Toutefois, cette option comporte des limites notamment à l’égard de l’administration fiscale. En effet, la loi du 6 décembre 2013 relative à la lutte contre la fraude fiscale et la grande délinquance économique et financière complète l’article L. 526-1 du code du commerce de la précision selon laquelle cette déclaration n’est pas opposable à l’administration fiscale lorsque celle-ci relève, à l’encontre du déclarant, soit des manœuvres frauduleuses, soit l’inobservation grave et répétée de ses obligations fiscales, au sens de l’article 1729 du code général des impôts.

Date de création du fond de commerces et conséquence sur les biens de communauté

Une affaire a été soumise au juge pour déterminer le sort du fonds de commerce créée entre des époux communs en biens. Le premier intérêt de cette affaire réside dans le fait de savoir à partir de quel moment un fonds de commerce, en l’espère une officine de pharmacie, créé par un seul époux, peut être qualifié de bien commun. Pour la Cour de cassation, c’est à la date de création du fonds qu’il faut se référer. Créé par un des deux époux avant le mariage, il constitue un bien propre ; à l’inverse, créé après le mariage, il constitue alors un acquêt de communauté.

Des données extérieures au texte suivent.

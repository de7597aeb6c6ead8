mod common;

use axum::http::{Method, StatusCode};
use common::*;
use potion_rest::{Api, ApiConfig, SignalKind};
use std::time::Duration;
use serde_json::json;

#[tokio::test]
async fn book_lifecycle() {
    let router = library(ApiConfig::default());

    let jane = post(&router, "/author", json!({"name": "Jane"})).await;
    assert_eq!(jane.status, StatusCode::OK);
    assert_eq!(jane.body["$uri"], json!("/author/1"));
    assert_eq!(jane.body["name"], json!("Jane"));

    let created = post(&router, "/book", json!({"title": "Foo", "author": {"$ref": "/author/1"}})).await;
    assert_eq!(created.status, StatusCode::OK);
    assert_eq!(created.body["$uri"], json!("/book/1"));
    assert_eq!(created.body["author"], json!({"$ref": "/author/1"}));

    let by_id = post(&router, "/book", json!({"title": "Bar", "author": 1})).await;
    assert_eq!(by_id.status, StatusCode::OK);
    assert_eq!(by_id.body["author"], json!({"$ref": "/author/1"}));

    let read = get(&router, "/book/1").await;
    assert_eq!(read.status, StatusCode::OK);
    assert_eq!(read.body["title"], json!("Foo"));

    let updated = patch(&router, "/book/1", json!({"year": 1999})).await;
    assert_eq!(updated.status, StatusCode::OK);
    assert_eq!(updated.body["year"], json!(1999));
    assert_eq!(updated.body["title"], json!("Foo"));

    let gone = delete(&router, "/book/1").await;
    assert_eq!(gone.status, StatusCode::NO_CONTENT);
    assert!(gone.body.is_null());

    let again = delete(&router, "/book/1").await;
    assert_eq!(again.status, StatusCode::NOT_FOUND);
    assert_eq!(again.body["item"], json!({"$type": "book", "$id": 1}));
    assert_eq!(get(&router, "/book/1").await.status, StatusCode::NOT_FOUND);
}

#[tokio::test]
async fn third_page_of_forty_eight() {
    let router = library(ApiConfig::default());
    for i in 1..=48 {
        let reply = post(&router, "/author", json!({"name": format!("author {}", i)})).await;
        assert_eq!(reply.status, StatusCode::OK);
    }

    let page = get(&router, "/author?page=3&per_page=20").await;
    assert_eq!(page.status, StatusCode::OK);
    let items = page.body.as_array().unwrap();
    assert_eq!(items.len(), 8);
    assert_eq!(items[0]["name"], json!("author 41"));
    assert_eq!(page.header("X-Total-Count"), Some("48"));
    assert_eq!(
        page.header("Link"),
        Some(
            "</author?page=3&per_page=20>; rel=\"self\", \
             </author?page=1&per_page=20>; rel=\"first\", \
             </author?page=2&per_page=20>; rel=\"prev\", \
             </author?page=3&per_page=20>; rel=\"last\""
        )
    );

    assert_eq!(get(&router, "/author?page=4&per_page=20").await.status, StatusCode::NOT_FOUND);
    assert_eq!(get(&router, "/author?per_page=500").await.status, StatusCode::BAD_REQUEST);
    assert_eq!(get(&router, "/author?page=0").await.status, StatusCode::BAD_REQUEST);
}

#[tokio::test]
async fn empty_collection_has_one_page() {
    let router = library(ApiConfig::default());
    let page = get(&router, "/book").await;
    assert_eq!(page.status, StatusCode::OK);
    assert_eq!(page.body, json!([]));
    assert_eq!(page.header("X-Total-Count"), Some("0"));
}

#[tokio::test]
async fn where_and_sort() {
    let router = library(ApiConfig::default());
    for (title, year) in [("A", 1990), ("B", 2005), ("C", 2010), ("D", 2001)] {
        post(&router, "/book", json!({"title": title, "year": year})).await;
    }
    let uri = format!(
        "/book?where={}&sort={}",
        encode(r#"{"year": {"$gt": 2000}}"#),
        encode(r#"{"year": true}"#)
    );
    let reply = get(&router, &uri).await;
    assert_eq!(reply.status, StatusCode::OK);
    let titles: Vec<&str> = reply.body.as_array().unwrap().iter().map(|b| b["title"].as_str().unwrap()).collect();
    assert_eq!(titles, vec!["C", "B", "D"]);

    let unknown = get(&router, &format!("/book?where={}", encode(r#"{"pages": 1}"#))).await;
    assert_eq!(unknown.status, StatusCode::BAD_REQUEST);
    let broken = get(&router, "/book?where=%7B").await;
    assert_eq!(broken.status, StatusCode::BAD_REQUEST);
}

#[tokio::test]
async fn duplicate_unique_value_conflicts() {
    let router = library(ApiConfig::default());
    assert_eq!(post(&router, "/book", json!({"title": "A", "isbn": "x"})).await.status, StatusCode::OK);
    let clash = post(&router, "/book", json!({"title": "B", "isbn": "x"})).await;
    assert_eq!(clash.status, StatusCode::CONFLICT);
    assert_eq!(clash.body["status"], json!(409));
}

#[tokio::test(flavor = "multi_thread", worker_threads = 2)]
async fn concurrent_duplicates_conflict() {
    let slow = book().on(SignalKind::BeforeCreate, |_, _, _| {
        std::thread::sleep(Duration::from_millis(50));
        Ok(())
    });
    let mut api = Api::new(ApiConfig::default());
    api.add(author()).unwrap();
    api.add(slow).unwrap();
    let router = api.into_router().unwrap();

    let tasks: Vec<_> = (0..2)
        .map(|n| {
            let router = router.clone();
            tokio::spawn(async move {
                post(&router, "/book", json!({"title": format!("copy {n}"), "isbn": "x"})).await.status.as_u16()
            })
        })
        .collect();
    let mut statuses = Vec::new();
    for task in tasks {
        statuses.push(task.await.unwrap());
    }
    statuses.sort_unstable();
    assert_eq!(statuses, vec![200, 409]);
    assert_eq!(get(&router, "/book").await.body.as_array().unwrap().len(), 1);
}

#[tokio::test]
async fn missing_required_field() {
    let router = library(ApiConfig::default());
    let reply = post(&router, "/book", json!({"year": 2000})).await;
    assert_eq!(reply.status, StatusCode::BAD_REQUEST);
    assert_eq!(reply.body["errors"][0]["validationOf"]["required"], json!(["title"]));
    assert_eq!(reply.body["errors"][0]["path"], json!([]));
    assert!(reply.body["errors"][0].get("message").is_none());
}

#[tokio::test]
async fn reference_to_missing_item_is_not_found() {
    let router = library(ApiConfig::default());
    let reply = post(&router, "/book", json!({"title": "A", "author": {"$ref": "/author/9"}})).await;
    assert_eq!(reply.status, StatusCode::NOT_FOUND);
    assert_eq!(reply.body["item"], json!({"$type": "author", "$id": 9}));
}

#[tokio::test]
async fn request_errors() {
    let router = library(ApiConfig { max_body_bytes: 64, ..Default::default() });
    post(&router, "/author", json!({"name": "Jane"})).await;

    let text = axum::http::Request::builder()
        .method(Method::POST)
        .uri("/author")
        .header("content-type", "text/plain")
        .body(axum::body::Body::from("name=Jane"))
        .unwrap();
    let reply = tower::ServiceExt::oneshot(router.clone(), text).await.unwrap();
    assert_eq!(reply.status(), StatusCode::UNSUPPORTED_MEDIA_TYPE);

    let huge = post(&router, "/author", json!({"name": "x".repeat(200)})).await;
    assert_eq!(huge.status, StatusCode::PAYLOAD_TOO_LARGE);

    assert_eq!(send(&router, Method::PUT, "/author/1", Some(json!({})), &[]).await.status, StatusCode::METHOD_NOT_ALLOWED);
    assert_eq!(get(&router, "/nothing/here").await.status, StatusCode::NOT_FOUND);
    assert_eq!(get(&router, "/author/abc").await.status, StatusCode::NOT_FOUND);
}

#[tokio::test]
async fn prefixed_api() {
    let router = library(ApiConfig::default().with_prefix("/api/v1/"));
    let jane = post(&router, "/api/v1/author", json!({"name": "Jane"})).await;
    assert_eq!(jane.body["$uri"], json!("/api/v1/author/1"));
    let book = post(&router, "/api/v1/book", json!({"title": "A", "author": {"$ref": "/api/v1/author/1"}})).await;
    assert_eq!(book.status, StatusCode::OK);
    assert_eq!(book.body["author"], json!({"$ref": "/api/v1/author/1"}));
    assert_eq!(get(&router, "/author/1").await.status, StatusCode::NOT_FOUND);
}
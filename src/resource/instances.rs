//! Collection queries: `where`, `sort`, `page` and `per_page` parsing.

use super::Resource;
use crate::config::ApiConfig;
use crate::error::ApiError;
use crate::filters::{convert_filters, field_where_schema, Condition, Sort};
use crate::schema::Context;
use serde_json::{json, Map, Value};
use std::collections::HashMap;

/// A parsed collection query.
#[derive(Clone, Debug)]
pub struct InstancesQuery {
    pub where_: Vec<Condition>,
    pub sort: Vec<Sort>,
    pub page: u64,
    pub per_page: u64,
}

/// Query strings carry numbers as text; anything unparsable is kept as a
/// string so that validation reports it.
fn query_number(raw: &str) -> Value {
    match raw.trim().parse::<i64>() {
        Ok(n) => json!(n),
        Err(_) => json!(raw),
    }
}

fn query_json(key: &str, raw: &str) -> Result<Value, ApiError> {
    serde_json::from_str(raw).map_err(|e| ApiError::InvalidJson(format!("{}: {}", key, e)))
}

impl Resource {
    pub fn where_schema(&self, ctx: Context<'_>) -> Value {
        let properties: Map<String, Value> = self
            .filters
            .iter()
            .map(|(key, filters)| (key.clone(), field_where_schema(filters, ctx)))
            .collect();
        json!({"type": "object", "properties": properties, "additionalProperties": false})
    }

    pub fn sort_schema(&self) -> Value {
        let properties: Map<String, Value> = self
            .sort_fields
            .keys()
            .map(|key| {
                (
                    key.clone(),
                    json!({
                        "type": "boolean",
                        "description": format!("Sort by {} in descending order if 'true', ascending order if 'false'.", key)
                    }),
                )
            })
            .collect();
        json!({"type": "object", "properties": properties, "additionalProperties": false})
    }

    /// Request schema of the instances route.
    pub fn instances_schema(&self, ctx: Context<'_>, api: &ApiConfig) -> Value {
        json!({
            "type": "object",
            "properties": {
                "where": self.where_schema(ctx),
                "sort": self.sort_schema(),
                "page": pagination_schema(api)["properties"]["page"].clone(),
                "per_page": pagination_schema(api)["properties"]["per_page"].clone()
            },
            "additionalProperties": true
        })
    }

    /// Parses and validates query arguments into conditions, sort terms and page bounds.
    pub async fn parse_instances(
        &self,
        query: &HashMap<String, String>,
        ctx: Context<'_>,
        api: &ApiConfig,
    ) -> Result<InstancesQuery, ApiError> {
        let mut args = Map::new();
        if let Some(raw) = query.get("where") {
            args.insert("where".into(), query_json("where", raw)?);
        }
        if let Some(raw) = query.get("sort") {
            args.insert("sort".into(), query_json("sort", raw)?);
        }
        for key in ["page", "per_page"] {
            if let Some(raw) = query.get(key) {
                args.insert(key.into(), query_number(raw));
            }
        }
        let args = Value::Object(args);
        ctx.validate(&args, &self.instances_schema(ctx, api))?;

        let mut where_ = Vec::new();
        if let Some(Value::Object(clauses)) = args.get("where") {
            for (key, value) in clauses {
                let Some(filters) = self.filters.get(key) else { continue };
                let condition = convert_filters(value, filters, ctx)
                    .await
                    .map_err(|e| e.prefixed(json!(key)).prefixed(json!("where")))?;
                where_.push(condition);
            }
        }

        let mut sort = Vec::new();
        if let Some(Value::Object(terms)) = args.get("sort") {
            for (key, descending) in terms {
                let Some(field) = self.sort_fields.get(key) else { continue };
                sort.push(Sort {
                    attribute: field.attribute_or(key).to_string(),
                    field: field.clone(),
                    descending: descending.as_bool().unwrap_or(false),
                });
            }
        }
        if sort.is_empty() {
            if let Some(key) = &self.config.sort_attribute {
                if let Some(field) = self.schema.get(key) {
                    sort.push(Sort { attribute: field.attribute_or(key).to_string(), field: field.clone(), descending: false });
                }
            }
        }

        let (page, per_page) = page_args(&args, api);
        Ok(InstancesQuery { where_, sort, page, per_page })
    }
}

/// `page`/`per_page` arguments shared by collection and relation listings.
pub fn pagination_schema(api: &ApiConfig) -> Value {
    json!({
        "type": "object",
        "properties": {
            "page": {"type": "integer", "minimum": 1, "default": 1},
            "per_page": {
                "type": "integer",
                "minimum": 1,
                "maximum": api.max_per_page,
                "default": api.default_per_page
            }
        },
        "additionalProperties": true
    })
}

fn page_args(args: &Value, api: &ApiConfig) -> (u64, u64) {
    let page = args.get("page").and_then(Value::as_u64).unwrap_or(1);
    let per_page = args.get("per_page").and_then(Value::as_u64).unwrap_or(api.default_per_page);
    (page, per_page)
}

/// Validates the page arguments of a relation listing.
pub fn parse_page(query: &HashMap<String, String>, ctx: Context<'_>, api: &ApiConfig) -> Result<(u64, u64), ApiError> {
    let mut args = Map::new();
    for key in ["page", "per_page"] {
        if let Some(raw) = query.get(key) {
            args.insert(key.into(), query_number(raw));
        }
    }
    let args = Value::Object(args);
    ctx.validate(&args, &pagination_schema(api))?;
    Ok(page_args(&args, api))
}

La cour de cassation rejette sa demande en adoptant le raisonnement suivant : certes, l’épouse justifiait avoir disposé du local commercial dans lequel était exploitée la pharmacie avant la mariage. De même, c’est avant le mariage, qu’elle avait obtenu l’autorisation préfectorale de création de cette officine. Mais à la date de l’obtention de l’autorisation préfectorale de création de l’officine, la clientèle n’existait que de manière potentielle.Or, la clientèle est un élément essentiel du fonds de commerce, et ce n’est que lors de l’ouverture au public, qu’une clientèle réelle et certaine avait été créée. L’officine n’ayant été ouverte que postérieurement au mariage des époux, sa valeur devait donc être réintégrée dans l’actif de la communauté.